So here we have ten unmarried girls, all friends of the bride, all waiting for the bridegroom and all dozing off. But there the similarities end.

Together, yet poles apart

On occasions the Lord likened his followers to people, who were either/or. But on two occasions only did He call them either wise, or foolish (Mt. 7:24-27; Lk. 6:47-49; Mt 25:1-13). It is very important to get this: we are talking of followers, all kinds of followers. Yet to our Lord a very clear and definitive dividing line was visible among them, a line which frequently is not so clearly visible to us.

In his very first parable He compares all those who hear his Word, and possibly relish it, to either a wise builder, or a foolish one. He does so in the context of the “many” followers, who profess his “lordship” and do all kinds of wonderful things in his name, but without belonging to him. He tells us his final verdict will be: “I never knew you …” Jesus never denies their religiosity; but He does deny there is any true relationship with himself. What, in the Lord’s judgment, makes them foolish? Is it not the fact that they seek to build without any proper “foundation”?

And what is it that makes others wise or true followers? Simply the fact that they build on a good and solid “foundation”. This foundation is the Word of Christ, heard (and relished) and acted on: a personal relationship between the follower and his Lord.

There is no doubt then that the two builders together represent all of Christ’s followers, or, simply, all of Christianity. But what serious Bible reader would contend that the foolish builder, the one without foundation, the one whose “world” comes crashing down, is meant to give us some kind of a picture of born-again believers, albeit “backslidden” born-again believers? Especially in the light of that preceding verse of Matthew 7:23? The awesome day is coming, when our Lord will declare He never knew them. They may have all the semblance of truth, discipleship, perhaps holiness, even of miracle-performers, but at that “moment of truth” everything comes tumbling down and is seen for what it really is: a mere heap of rubble. The one absolutely vital part was missing: the solid foundation. Through this parable the Lord wants us to take stock of our own condition before Him, but also to see through the beautiful “houses” in “Christianity”. He certainly wants to teach us to humbly discern the absence of a true foundation in the lives and homes of our loved ones. In that way He might use us to alert and help our “professing” relatives and friends before disaster strikes.

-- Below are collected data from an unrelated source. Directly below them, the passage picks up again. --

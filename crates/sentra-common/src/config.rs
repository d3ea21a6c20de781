//! Configuration for Sentra

use serde::{Deserialize, Serialize};

/// Main configuration structure
#[derive(Debug, Clone, Serialize, Deserialize)]
pub struct Config {
    /// Server configuration
    #[serde(default)]
    pub server: ServerConfig,

    /// Database configuration
    pub database: DatabaseConfig,

    /// Authentication configuration
    #[serde(default)]
    pub auth: AuthConfig,

    /// Outbound SMTP configuration
    #[serde(default)]
    pub smtp: SmtpConfig,

    /// Tracking configuration
    pub tracking: TrackingConfig,

    /// Send queue configuration
    #[serde(default)]
    pub queue: QueueConfig,

    /// AI content assist configuration
    #[serde(default)]
    pub ai: AiConfig,

    /// Logging configuration
    #[serde(default)]
    pub logging: LoggingConfig,
}

/// Server configuration
#[derive(Debug, Clone, Serialize, Deserialize)]
pub struct ServerConfig {
    /// Bind address
    #[serde(default = "default_bind_address")]
    pub bind_address: String,

    /// HTTP port
    #[serde(default = "default_port")]
    pub port: u16,
}

impl Default for ServerConfig {
    fn default() -> Self {
        Self {
            bind_address: default_bind_address(),
            port: default_port(),
        }
    }
}

fn default_bind_address() -> String {
    "0.0.0.0".to_string()
}

fn default_port() -> u16 {
    8080
}

/// Database configuration
#[derive(Debug, Clone, Serialize, Deserialize)]
pub struct DatabaseConfig {
    /// Postgres connection URL
    pub url: String,

    /// Maximum connections
    #[serde(default = "default_max_connections")]
    pub max_connections: u32,

    /// Minimum connections
    #[serde(default = "default_min_connections")]
    pub min_connections: u32,
}

fn default_max_connections() -> u32 {
    20
}

fn default_min_connections() -> u32 {
    5
}

/// Authentication configuration
#[derive(Debug, Clone, Serialize, Deserialize)]
pub struct AuthConfig {
    /// Minimum accepted password length
    #[serde(default = "default_min_password_length")]
    pub min_password_length: usize,
}

impl Default for AuthConfig {
    fn default() -> Self {
        Self {
            min_password_length: default_min_password_length(),
        }
    }
}

fn default_min_password_length() -> usize {
    8
}

/// Outbound SMTP relay configuration
#[derive(Debug, Clone, Serialize, Deserialize)]
pub struct SmtpConfig {
    /// Relay host
    #[serde(default = "default_smtp_host")]
    pub host: String,

    /// Submission port
    #[serde(default = "default_smtp_port")]
    pub port: u16,

    /// Relay username
    pub username: Option<String>,

    /// Relay password
    pub password: Option<String>,

    /// Default sender address when a campaign does not set one
    #[serde(default = "default_from_address")]
    pub from_address: String,

    /// Default sender display name
    pub from_name: Option<String>,
}

impl Default for SmtpConfig {
    fn default() -> Self {
        Self {
            host: default_smtp_host(),
            port: default_smtp_port(),
            username: None,
            password: None,
            from_address: default_from_address(),
            from_name: None,
        }
    }
}

fn default_smtp_host() -> String {
    "localhost".to_string()
}

fn default_smtp_port() -> u16 {
    587
}

fn default_from_address() -> String {
    "no-reply@localhost".to_string()
}

/// Tracking configuration
#[derive(Debug, Clone, Serialize, Deserialize)]
pub struct TrackingConfig {
    /// Public base URL for tracking links and pixels, no trailing slash
    pub base_url: String,

    /// Secret used for unsubscribe token and webhook signatures
    pub secret: String,

    /// Fallback redirect target for unknown or expired click tokens
    #[serde(default = "default_safe_redirect_url")]
    pub safe_redirect_url: String,

    /// Days a click-token mapping stays resolvable
    #[serde(default = "default_link_ttl_days")]
    pub link_ttl_days: i64,
}

fn default_safe_redirect_url() -> String {
    "https://example.com".to_string()
}

fn default_link_ttl_days() -> i64 {
    90
}

/// Send queue configuration
#[derive(Debug, Clone, Serialize, Deserialize)]
pub struct QueueConfig {
    /// Seconds between worker polls
    #[serde(default = "default_poll_interval")]
    pub poll_interval_secs: u64,

    /// Jobs claimed per poll
    #[serde(default = "default_batch_size")]
    pub batch_size: i64,

    /// Concurrent deliveries
    #[serde(default = "default_concurrency")]
    pub concurrency: usize,
}

impl Default for QueueConfig {
    fn default() -> Self {
        Self {
            poll_interval_secs: default_poll_interval(),
            batch_size: default_batch_size(),
            concurrency: default_concurrency(),
        }
    }
}

fn default_poll_interval() -> u64 {
    5
}

fn default_batch_size() -> i64 {
    25
}

fn default_concurrency() -> usize {
    4
}

/// AI content assist configuration
#[derive(Debug, Clone, Serialize, Deserialize)]
pub struct AiConfig {
    /// Enable the content assist endpoints
    #[serde(default)]
    pub enabled: bool,

    /// Generative API base URL
    #[serde(default = "default_ai_endpoint")]
    pub endpoint: String,

    /// Provider API key
    pub api_key: Option<String>,

    /// Model identifier
    #[serde(default = "default_ai_model")]
    pub model: String,

    /// Request timeout in seconds
    #[serde(default = "default_ai_timeout")]
    pub timeout_secs: u64,
}

impl Default for AiConfig {
    fn default() -> Self {
        Self {
            enabled: false,
            endpoint: default_ai_endpoint(),
            api_key: None,
            model: default_ai_model(),
            timeout_secs: default_ai_timeout(),
        }
    }
}

fn default_ai_endpoint() -> String {
    "https://generativelanguage.googleapis.com".to_string()
}

fn default_ai_model() -> String {
    "gemini-1.5-flash".to_string()
}

fn default_ai_timeout() -> u64 {
    30
}

/// Logging configuration
#[derive(Debug, Clone, Serialize, Deserialize)]
pub struct LoggingConfig {
    /// Log level
    #[serde(default = "default_log_level")]
    pub level: String,

    /// Log format: "json" or "text"
    #[serde(default = "default_log_format")]
    pub format: String,
}

impl Default for LoggingConfig {
    fn default() -> Self {
        Self {
            level: default_log_level(),
            format: default_log_format(),
        }
    }
}

fn default_log_level() -> String {
    "info".to_string()
}

fn default_log_format() -> String {
    "text".to_string()
}

impl Config {
    /// Load configuration from file
    pub fn from_file(path: &std::path::Path) -> crate::Result<Self> {
        let content = std::fs::read_to_string(path)
            .map_err(|e| crate::Error::Config(format!("Failed to read config file: {}", e)))?;

        let config: Config = toml::from_str(&content)
            .map_err(|e| crate::Error::Config(format!("Failed to parse config: {}", e)))?;

        Ok(config)
    }

    /// Load configuration from default locations
    pub fn load() -> crate::Result<Self> {
        let paths = [
            std::path::PathBuf::from("./config.toml"),
            std::path::PathBuf::from("/etc/sentra/config.toml"),
        ];

        for path in paths {
            if path.exists() {
                return Self::from_file(&path);
            }
        }

        Err(crate::Error::Config(
            "No configuration file found".to_string(),
        ))
    }
}

#[cfg(test)]
mod tests {
    use super::*;

    #[test]
    fn test_default_config() {
        let server = ServerConfig::default();
        assert_eq!(server.bind_address, "0.0.0.0");
        assert_eq!(server.port, 8080);

        let queue = QueueConfig::default();
        assert_eq!(queue.poll_interval_secs, 5);
        assert_eq!(queue.concurrency, 4);
    }

    #[test]
    fn test_parse_config() {
        let toml = r#"
[server]
port = 9090

[database]
url = "postgres://localhost/sentra"

[tracking]
base_url = "https://track.example.com"
secret = "dev-secret"

[smtp]
host = "smtp.example.com"
from_address = "news@example.com"

[ai]
enabled = true
api_key = "test-key"
"#;

        let config: Config = toml::from_str(toml).unwrap();
        assert_eq!(config.server.port, 9090);
        assert_eq!(config.database.url, "postgres://localhost/sentra");
        assert_eq!(config.tracking.base_url, "https://track.example.com");
        assert_eq!(config.tracking.link_ttl_days, 90);
        assert_eq!(config.smtp.host, "smtp.example.com");
        assert!(config.ai.enabled);
        assert_eq!(config.ai.model, "gemini-1.5-flash");
    }
}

Now we must ask ourselves the inevitable question: If in no way we can conceive of the foolish builder as representing true believers; not even backsliding believers – and if we must thus admit that Jesus was giving us in the foolish builder an exclusive picture of clever “make-belief” believers, then, what could now possibly lead us to conclude that the “five foolish virgins”, in total contrast, do represent true, born-again, believers?

Watch that line!

In the parable of the ten virgins, one of his very last ones, the scene is very different, but again it is all concerned with Christ’s followers, and, again, the number is split right down the middle. Again it is an “either/or” situation. Either we are “have not” Christians, or we are “have” Christians. Either we have the “name of being alive”, or we “are alive” (Rev. 3:1). Either we are Christ’s followers so-called, or we are Christ’s followers, period. Either we are foolishly pretending to wait for the Bridegroom, or, by grace, we are waiting for Him, expecting Him at any moment, even if, unwisely, dozing off when his arrival takes longer than expected.

Whereas the foolish builder was typified by going without a foundation, the foolish virgins are typified by going without oil. Jesus specifically mentions them as taking no oil along with their lamps. That is what marked them as foolish.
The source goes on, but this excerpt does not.